“È evidente che sono giunta ad uno stato di angoscia insuperabile. Mi sento una donna profondamente ferita nella sua sensibilità e nella sua stessa dignità che era andata incontro alla vita con la più sincera idealità e fiducia e quando ha cominciato ad affrontare gli spigoli della vita si è trovata impreparata.”
Da “La storia che ha commosso il mondo”
Nei primi anni Settanta del ‘900 la comunicazione di massa si indirizzò verso forme espressive legate al corpo e al linguaggio gestuale mediante tecniche diverse, come la fotografia, il libro d’artista, il video, la performance. Gli artisti ricercarono un linguaggio più diretto, che esprimesse la ricostruzione dell’identità individuale.
Già il periodo precedente, tra gli anni Sessanta e Settanta, rappresentò un momento in cui la partecipazione delle donne italiane nelle arti divenne più ampia.

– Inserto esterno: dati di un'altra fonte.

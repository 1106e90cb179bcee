//! Bulk insert batches
//!
//! A [`Batch`] owns a connection from the moment the server answers an
//! INSERT with its header block until the batch is sent or fails. Rows are
//! buffered in a [`Block`] shaped like the header; [`Batch::send`] ships
//! them in one go:
//!
//! ```text
//! Data(block) -> Data(empty terminator) -> flush -> drain until EndOfStream
//! ```
//!
//! The connection goes back through the release callback exactly once, with
//! the terminal error (if any) recorded on it. That happens on send, on the
//! first failing column append, or when the batch is dropped while still
//! holding the connection.

use chwire_protocol::{Block, Value};
use tracing::debug;

use crate::connection::Connection;
use crate::error::{Error, Result};
use crate::options::{OnProcess, QueryOptions};
use crate::rewrite::insert_query;

/// Returns a connection to whoever lent it (usually a pool)
///
/// The connection's `last_error()` carries the outcome of the operation
/// that held it.
pub type Release = Box<dyn FnOnce(Connection) + Send>;

/// A connection paired with its release callback, released at most once
pub(crate) struct Lease {
    conn: Option<Connection>,
    release: Option<Release>,
}

impl Lease {
    pub(crate) fn new(conn: Connection, release: Release) -> Self {
        Self {
            conn: Some(conn),
            release: Some(release),
        }
    }

    pub(crate) fn conn(&self) -> Option<&Connection> {
        self.conn.as_ref()
    }

    pub(crate) fn conn_mut(&mut self) -> Result<&mut Connection> {
        self.conn
            .as_mut()
            .ok_or(Error::InvalidState("connection already released"))
    }

    pub(crate) fn is_released(&self) -> bool {
        self.conn.is_none()
    }

    /// Record `err` on the connection and hand it back; no-op once released
    pub(crate) fn release(&mut self, err: Option<Error>) {
        let Some(mut conn) = self.conn.take() else {
            return;
        };
        conn.set_last_error(err);
        match self.release.take() {
            Some(release) => release(conn),
            None => drop(conn),
        }
    }
}

impl Drop for Lease {
    fn drop(&mut self) {
        if self.conn.is_some() {
            debug!("releasing connection of abandoned batch");
            self.release(Some(Error::Abandoned));
        }
    }
}

/// Values that make up one row of a batch
///
/// Implemented for `Vec<T>`, `[T; N]` and tuples of up to twelve elements,
/// where every element converts into a [`Value`].
pub trait IntoRow {
    fn into_row(self) -> Vec<Value>;
}

impl<T: Into<Value>> IntoRow for Vec<T> {
    fn into_row(self) -> Vec<Value> {
        self.into_iter().map(Into::into).collect()
    }
}

impl<T: Into<Value>, const N: usize> IntoRow for [T; N] {
    fn into_row(self) -> Vec<Value> {
        self.into_iter().map(Into::into).collect()
    }
}

macro_rules! tuple_into_row {
    ($($name:ident),+) => {
        impl<$($name: Into<Value>),+> IntoRow for ($($name,)+) {
            #[allow(non_snake_case)]
            fn into_row(self) -> Vec<Value> {
                let ($($name,)+) = self;
                vec![$($name.into()),+]
            }
        }
    };
}

tuple_into_row!(A);
tuple_into_row!(A, B);
tuple_into_row!(A, B, C);
tuple_into_row!(A, B, C, D);
tuple_into_row!(A, B, C, D, E);
tuple_into_row!(A, B, C, D, E, F);
tuple_into_row!(A, B, C, D, E, F, G);
tuple_into_row!(A, B, C, D, E, F, G, H);
tuple_into_row!(A, B, C, D, E, F, G, H, I);
tuple_into_row!(A, B, C, D, E, F, G, H, I, J);
tuple_into_row!(A, B, C, D, E, F, G, H, I, J, K);
tuple_into_row!(A, B, C, D, E, F, G, H, I, J, K, L);

impl Connection {
    /// Start a bulk insert
    ///
    /// The statement is rewritten to end in `VALUES`, sent, and the server's
    /// header block becomes the batch's column layout. The options' deadline,
    /// if any, bounds this call only and is cleared before it returns.
    ///
    /// # Errors
    ///
    /// On any failure the error is recorded on the connection, the
    /// connection is handed to `release`, and the error is returned. A
    /// connection with a direct insert in progress is refused with
    /// `InvalidState`.
    pub async fn prepare_batch(
        self,
        query: &str,
        mut options: QueryOptions,
        release: Release,
    ) -> Result<Batch> {
        let mut lease = Lease::new(self, release);
        let conn = lease.conn_mut()?;

        if conn.has_active_insert() {
            let err = Error::InvalidState("direct insert in progress");
            lease.release(Some(err.clone()));
            return Err(err);
        }

        let query = insert_query(query);
        let mut on_process = std::mem::take(&mut options.on_process);
        if let Some(deadline) = options.deadline {
            conn.set_deadline(deadline);
        }
        let result = conn.start_insert(&query, &options.query_id, &options.settings, &mut on_process).await;
        conn.clear_deadline();

        match result {
            Ok(header) => {
                debug!(
                    query = %query,
                    columns = header.columns(),
                    "batch prepared"
                );
                Ok(Batch {
                    lease,
                    block: header.empty_like(),
                    sent: false,
                    err: None,
                    on_process,
                })
            }
            Err(err) => {
                debug!(query = %query, error = %err, "batch preparation failed");
                lease.release(Some(err.clone()));
                Err(err)
            }
        }
    }
}

/// One bulk insert, sent at most once
///
/// # Example
///
/// ```no_run
/// use chwire_client::{Pool, ClientOptions, QueryOptions};
///
/// # async fn run() -> chwire_client::Result<()> {
/// let pool = Pool::new(ClientOptions::default());
/// let mut batch = pool
///     .prepare_batch("INSERT INTO example (id, name)", QueryOptions::new())
///     .await?;
/// batch.append((1u64, "a"))?;
/// batch.append((2u64, "b"))?;
/// batch.send().await?;
/// # Ok(())
/// # }
/// ```
pub struct Batch {
    lease: Lease,
    block: Block,
    sent: bool,
    err: Option<Error>,
    on_process: OnProcess,
}

impl std::fmt::Debug for Batch {
    fn fmt(&self, f: &mut std::fmt::Formatter<'_>) -> std::fmt::Result {
        f.debug_struct("Batch")
            .field("block", &self.block)
            .field("sent", &self.sent)
            .field("err", &self.err)
            .field("released", &self.lease.is_released())
            .finish()
    }
}

impl Batch {
    /// Append one row
    ///
    /// A row that does not fit leaves the block unchanged and the batch
    /// usable.
    pub fn append(&mut self, row: impl IntoRow) -> Result<()> {
        self.check_open()?;
        self.block.append_row(row.into_row())?;
        Ok(())
    }

    /// Handle for appending to a single column
    ///
    /// An out-of-range index is not an error here; the returned handle fails
    /// on first use.
    pub fn column(&mut self, index: usize) -> BatchColumn<'_> {
        let columns = self.block.columns();
        let target = if index < columns {
            Ok(index)
        } else {
            Err(Error::InvalidColumnIndex {
                op: "batch.column",
                index,
                columns,
            })
        };
        BatchColumn {
            batch: self,
            target,
        }
    }

    /// Ship the buffered rows and release the connection
    ///
    /// # Errors
    ///
    /// - `BatchAlreadySent` on every call after the first, without I/O.
    /// - The error captured by a failed column append, without I/O.
    /// - Any transport or server error from the send sequence.
    pub async fn send(&mut self) -> Result<()> {
        if self.sent {
            return Err(Error::BatchAlreadySent);
        }
        self.sent = true;
        if let Some(err) = &self.err {
            return Err(err.clone());
        }

        let result = match self.lease.conn_mut() {
            Ok(conn) => send_block(conn, &self.block, &mut self.on_process).await,
            Err(err) => Err(err),
        };
        match &result {
            Ok(()) => debug!(rows = self.block.rows(), "batch sent"),
            Err(err) => debug!(rows = self.block.rows(), error = %err, "batch send failed"),
        }
        self.lease.release(result.as_ref().err().cloned());
        result
    }

    /// Bound the I/O of a later `send` by a deadline
    pub fn set_deadline(&mut self, deadline: tokio::time::Instant) -> Result<()> {
        self.lease.conn_mut()?.set_deadline(deadline);
        Ok(())
    }

    /// Buffered rows
    pub fn rows(&self) -> usize {
        self.block.rows()
    }

    pub fn column_count(&self) -> usize {
        self.block.columns()
    }

    pub fn block(&self) -> &Block {
        &self.block
    }

    pub fn is_sent(&self) -> bool {
        self.sent
    }

    /// Error captured by a failed column append
    pub fn err(&self) -> Option<&Error> {
        self.err.as_ref()
    }

    /// The held connection, `None` once released
    pub fn connection(&self) -> Option<&Connection> {
        self.lease.conn()
    }

    fn check_open(&self) -> Result<()> {
        if self.sent {
            return Err(Error::BatchAlreadySent);
        }
        match &self.err {
            Some(err) => Err(err.clone()),
            None => Ok(()),
        }
    }

    /// Capture a terminal error and release the connection with it
    fn abort(&mut self, err: Error) {
        let err = self.err.get_or_insert(err).clone();
        self.lease.release(Some(err));
    }
}

/// Data block, terminator, flush, then drain the response
async fn send_block(conn: &mut Connection, block: &Block, on_process: &mut OnProcess) -> Result<()> {
    block.validate()?;
    conn.send_data(block, "").await?;
    conn.send_data(&Block::new(), "").await?;
    conn.flush().await?;
    conn.process(on_process).await
}

/// Column view of a [`Batch`]
///
/// A failed append aborts the whole batch: the error is captured, the
/// connection is released with it, and the batch's `send` returns it.
pub struct BatchColumn<'a> {
    batch: &'a mut Batch,
    target: std::result::Result<usize, Error>,
}

impl BatchColumn<'_> {
    /// Append one value to the column
    ///
    /// Fails without buffering once the batch is sent or aborted.
    pub fn append(&mut self, value: impl Into<Value>) -> Result<()> {
        self.batch.check_open()?;
        let err = match &self.target {
            Err(err) => err.clone(),
            Ok(index) => match self.batch.block.append_column(*index, value.into()) {
                Ok(()) => return Ok(()),
                Err(err) => err.into(),
            },
        };
        self.batch.abort(err.clone());
        Err(err)
    }

    /// Append values in order, stopping at the first failure
    pub fn append_all<I>(&mut self, values: I) -> Result<()>
    where
        I: IntoIterator,
        I::Item: Into<Value>,
    {
        for value in values {
            self.append(value)?;
        }
        Ok(())
    }

    /// Column index, or the captured error for an invalid handle
    pub fn index(&self) -> std::result::Result<usize, &Error> {
        self.target.as_ref().copied()
    }
}

#[cfg(test)]
#[path = "batch_test.rs"]
mod batch_test;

Una figura interessante è quella di Gaetana Ketty La Rocca (1938-1976), artista che nel suo lavoro ha esplorato le potenzialità del linguaggio e della comunicazione come mezzo per addentrarsi nella ricerca dell’identità.
Nata a La Spezia, presto abbandona la città natale per trasferirsi prima a Spoleto e poi a Firenze dopo gli studi magistrali nel 1956. Al conservatorio Luigi Cherubini segue i corsi di musica elettronica di Pietro Grossi, lavora in uno studio radiologico e insegna alle scuole elementari. Qui scrive anche le sue prime poesie.

L’artista elabora, (in un’interpretazione ironica del femminismo), un nuovo impatto linguistico e visivo. Le sue immagini infatti sono realizzate da figure femminili tratte dalla pubblicità di consumo, poi accostate a testi spiazzanti, con un’allusione alla mercificazione della donna. L’attenzione alla condizione femminile nella società ancora patriarcale è un tema costante nel suo operato. Il modello che contesta è quello che definisce la donna solo come sposa e madre.
Se consideriamo i lavori realizzati tra il 1964 e il 1965 come “Non commettere sorpassi impuri”, “Lei sceglie, porta a casa”, “Vergine”, “Sana come il pane quotidiano”: sono opere in cui a frasi slogan l’artista associa immagini di forte impatto visivo.
La Rocca si fa gioco dei cliché convenzionali dell’epoca e accusa il processo di mercificazione del corpo femminile.
A Firenze collabora con il Gruppo 70 nell’ambito di un’avanguardia italiana nota come poesia visiva.
Compone collage ritagliando da giornali e riviste immagini fotografiche e scritte incollandole su fogli bianchi o neri. I suoi collage sono organizzati come slogan pubblicitari che mettono in relazione parole e immagini in cui emerge l’attenzione per la condizione femminile, precorrendo le lotte femministe come il Manifesto di Rivolta Femminile di Carla Lonzi.
Con la poesia visiva l’artista decontestualizza immagini e parole e ricrea un nuovo senso.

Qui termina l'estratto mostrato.